*YOUR OBJECTIVE*. Scan the records for the word "configuration". Report each line where it occurs.

[Collected data entries]
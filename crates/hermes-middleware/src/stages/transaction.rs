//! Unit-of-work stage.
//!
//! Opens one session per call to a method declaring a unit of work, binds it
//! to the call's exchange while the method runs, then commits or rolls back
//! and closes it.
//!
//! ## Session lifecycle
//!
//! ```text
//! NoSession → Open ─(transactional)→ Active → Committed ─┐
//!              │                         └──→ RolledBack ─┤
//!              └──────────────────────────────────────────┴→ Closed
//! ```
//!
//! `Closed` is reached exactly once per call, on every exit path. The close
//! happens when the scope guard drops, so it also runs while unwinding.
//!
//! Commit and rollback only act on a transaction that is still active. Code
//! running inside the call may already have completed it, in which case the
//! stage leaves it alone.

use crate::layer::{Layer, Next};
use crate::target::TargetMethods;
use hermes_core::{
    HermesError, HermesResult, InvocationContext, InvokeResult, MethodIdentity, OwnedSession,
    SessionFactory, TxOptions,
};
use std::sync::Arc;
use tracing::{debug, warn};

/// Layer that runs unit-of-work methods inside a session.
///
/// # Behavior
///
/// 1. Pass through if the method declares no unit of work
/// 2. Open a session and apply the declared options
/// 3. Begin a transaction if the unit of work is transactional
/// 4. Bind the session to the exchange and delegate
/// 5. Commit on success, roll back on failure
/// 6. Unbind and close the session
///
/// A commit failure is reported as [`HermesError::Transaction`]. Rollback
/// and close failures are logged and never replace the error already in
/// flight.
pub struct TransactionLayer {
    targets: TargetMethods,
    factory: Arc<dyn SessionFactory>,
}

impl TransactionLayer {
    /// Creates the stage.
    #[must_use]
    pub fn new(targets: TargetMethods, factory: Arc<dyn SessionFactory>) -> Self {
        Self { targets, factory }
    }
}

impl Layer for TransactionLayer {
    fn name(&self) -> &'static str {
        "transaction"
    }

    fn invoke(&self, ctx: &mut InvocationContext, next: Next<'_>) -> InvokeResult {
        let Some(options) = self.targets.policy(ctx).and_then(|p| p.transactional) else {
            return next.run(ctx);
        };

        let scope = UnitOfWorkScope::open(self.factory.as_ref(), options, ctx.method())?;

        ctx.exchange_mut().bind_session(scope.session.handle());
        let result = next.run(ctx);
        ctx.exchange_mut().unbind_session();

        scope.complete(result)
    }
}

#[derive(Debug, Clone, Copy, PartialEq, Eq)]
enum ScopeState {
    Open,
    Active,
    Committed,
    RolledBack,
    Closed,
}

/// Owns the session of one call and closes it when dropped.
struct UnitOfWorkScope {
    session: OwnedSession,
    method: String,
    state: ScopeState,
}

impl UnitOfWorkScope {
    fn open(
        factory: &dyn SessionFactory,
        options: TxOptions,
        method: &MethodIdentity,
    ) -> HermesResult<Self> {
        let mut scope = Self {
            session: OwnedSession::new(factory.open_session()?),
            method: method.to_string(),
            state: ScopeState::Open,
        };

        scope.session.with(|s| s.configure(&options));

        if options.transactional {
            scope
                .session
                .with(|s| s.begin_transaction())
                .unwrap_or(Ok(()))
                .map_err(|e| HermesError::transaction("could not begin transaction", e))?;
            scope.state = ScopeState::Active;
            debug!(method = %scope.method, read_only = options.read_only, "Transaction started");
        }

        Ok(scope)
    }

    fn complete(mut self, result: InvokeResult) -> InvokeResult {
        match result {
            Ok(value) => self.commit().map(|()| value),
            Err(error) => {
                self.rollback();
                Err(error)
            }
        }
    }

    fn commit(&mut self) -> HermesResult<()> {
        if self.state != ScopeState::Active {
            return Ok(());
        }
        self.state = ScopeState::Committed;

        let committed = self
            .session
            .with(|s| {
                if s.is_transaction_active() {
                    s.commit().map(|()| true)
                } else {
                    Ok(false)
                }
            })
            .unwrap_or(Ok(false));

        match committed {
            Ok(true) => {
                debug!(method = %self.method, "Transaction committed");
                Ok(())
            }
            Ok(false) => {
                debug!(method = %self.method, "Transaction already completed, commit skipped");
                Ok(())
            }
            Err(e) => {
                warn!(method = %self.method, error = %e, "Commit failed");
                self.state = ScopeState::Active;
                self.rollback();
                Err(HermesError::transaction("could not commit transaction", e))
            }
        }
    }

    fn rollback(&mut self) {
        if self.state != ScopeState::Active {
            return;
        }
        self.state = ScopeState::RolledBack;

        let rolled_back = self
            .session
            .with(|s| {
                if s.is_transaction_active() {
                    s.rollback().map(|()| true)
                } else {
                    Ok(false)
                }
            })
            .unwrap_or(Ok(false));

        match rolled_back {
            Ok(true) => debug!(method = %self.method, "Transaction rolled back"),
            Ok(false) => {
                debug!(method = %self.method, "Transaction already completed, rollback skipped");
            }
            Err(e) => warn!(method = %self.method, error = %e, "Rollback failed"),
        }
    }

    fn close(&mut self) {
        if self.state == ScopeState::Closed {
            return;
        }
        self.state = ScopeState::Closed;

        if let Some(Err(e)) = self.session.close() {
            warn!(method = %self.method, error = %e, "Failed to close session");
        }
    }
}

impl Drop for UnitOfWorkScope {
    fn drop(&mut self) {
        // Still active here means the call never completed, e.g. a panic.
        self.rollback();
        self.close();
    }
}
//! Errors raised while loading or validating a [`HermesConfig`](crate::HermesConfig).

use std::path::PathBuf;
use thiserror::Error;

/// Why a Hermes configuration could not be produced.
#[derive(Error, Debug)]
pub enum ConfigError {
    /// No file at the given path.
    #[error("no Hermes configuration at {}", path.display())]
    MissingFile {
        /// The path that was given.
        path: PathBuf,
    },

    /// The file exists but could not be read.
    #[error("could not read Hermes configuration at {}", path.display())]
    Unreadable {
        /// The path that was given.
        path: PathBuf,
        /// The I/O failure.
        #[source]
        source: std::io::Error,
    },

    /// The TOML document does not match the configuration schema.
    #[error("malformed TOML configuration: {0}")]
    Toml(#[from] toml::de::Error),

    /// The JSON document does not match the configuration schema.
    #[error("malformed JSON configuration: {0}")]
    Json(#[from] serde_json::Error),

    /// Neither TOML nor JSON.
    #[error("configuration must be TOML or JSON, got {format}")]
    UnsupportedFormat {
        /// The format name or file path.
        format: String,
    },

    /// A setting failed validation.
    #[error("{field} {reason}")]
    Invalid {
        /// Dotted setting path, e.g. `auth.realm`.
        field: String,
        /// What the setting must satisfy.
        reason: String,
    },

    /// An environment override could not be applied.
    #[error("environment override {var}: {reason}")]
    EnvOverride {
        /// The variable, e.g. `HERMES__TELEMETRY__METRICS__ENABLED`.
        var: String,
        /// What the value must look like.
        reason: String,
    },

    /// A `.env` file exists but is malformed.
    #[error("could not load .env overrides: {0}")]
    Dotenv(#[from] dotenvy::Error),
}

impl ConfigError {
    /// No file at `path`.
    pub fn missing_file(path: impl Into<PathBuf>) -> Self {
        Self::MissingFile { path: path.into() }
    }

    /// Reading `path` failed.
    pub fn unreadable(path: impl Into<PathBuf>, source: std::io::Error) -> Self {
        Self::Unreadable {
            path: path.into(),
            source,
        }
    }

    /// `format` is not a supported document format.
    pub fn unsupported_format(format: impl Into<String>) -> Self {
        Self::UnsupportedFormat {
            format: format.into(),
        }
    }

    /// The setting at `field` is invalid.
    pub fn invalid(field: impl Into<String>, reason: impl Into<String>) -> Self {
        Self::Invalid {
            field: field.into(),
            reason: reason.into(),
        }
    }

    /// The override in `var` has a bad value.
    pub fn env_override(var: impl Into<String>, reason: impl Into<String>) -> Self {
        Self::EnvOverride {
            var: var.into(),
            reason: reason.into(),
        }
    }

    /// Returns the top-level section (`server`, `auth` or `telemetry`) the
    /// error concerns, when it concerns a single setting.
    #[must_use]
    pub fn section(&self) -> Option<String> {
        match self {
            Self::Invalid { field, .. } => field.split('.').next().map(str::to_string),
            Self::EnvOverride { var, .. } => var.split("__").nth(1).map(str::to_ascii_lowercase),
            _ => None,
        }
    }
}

*SOLUTION TO THIS PROBLEM*.
/// Why a Hermes configuration could not be produced.
    #[error("no Hermes configuration at {}", path.display())]
    #[error("could not read Hermes configuration at {}", path.display())]
    /// The TOML document does not match the configuration schema.
    #[error("malformed TOML configuration: {0}")]
    /// The JSON document does not match the configuration schema.
    #[error("malformed JSON configuration: {0}")]
    #[error("configuration must be TOML or JSON, got {format}")]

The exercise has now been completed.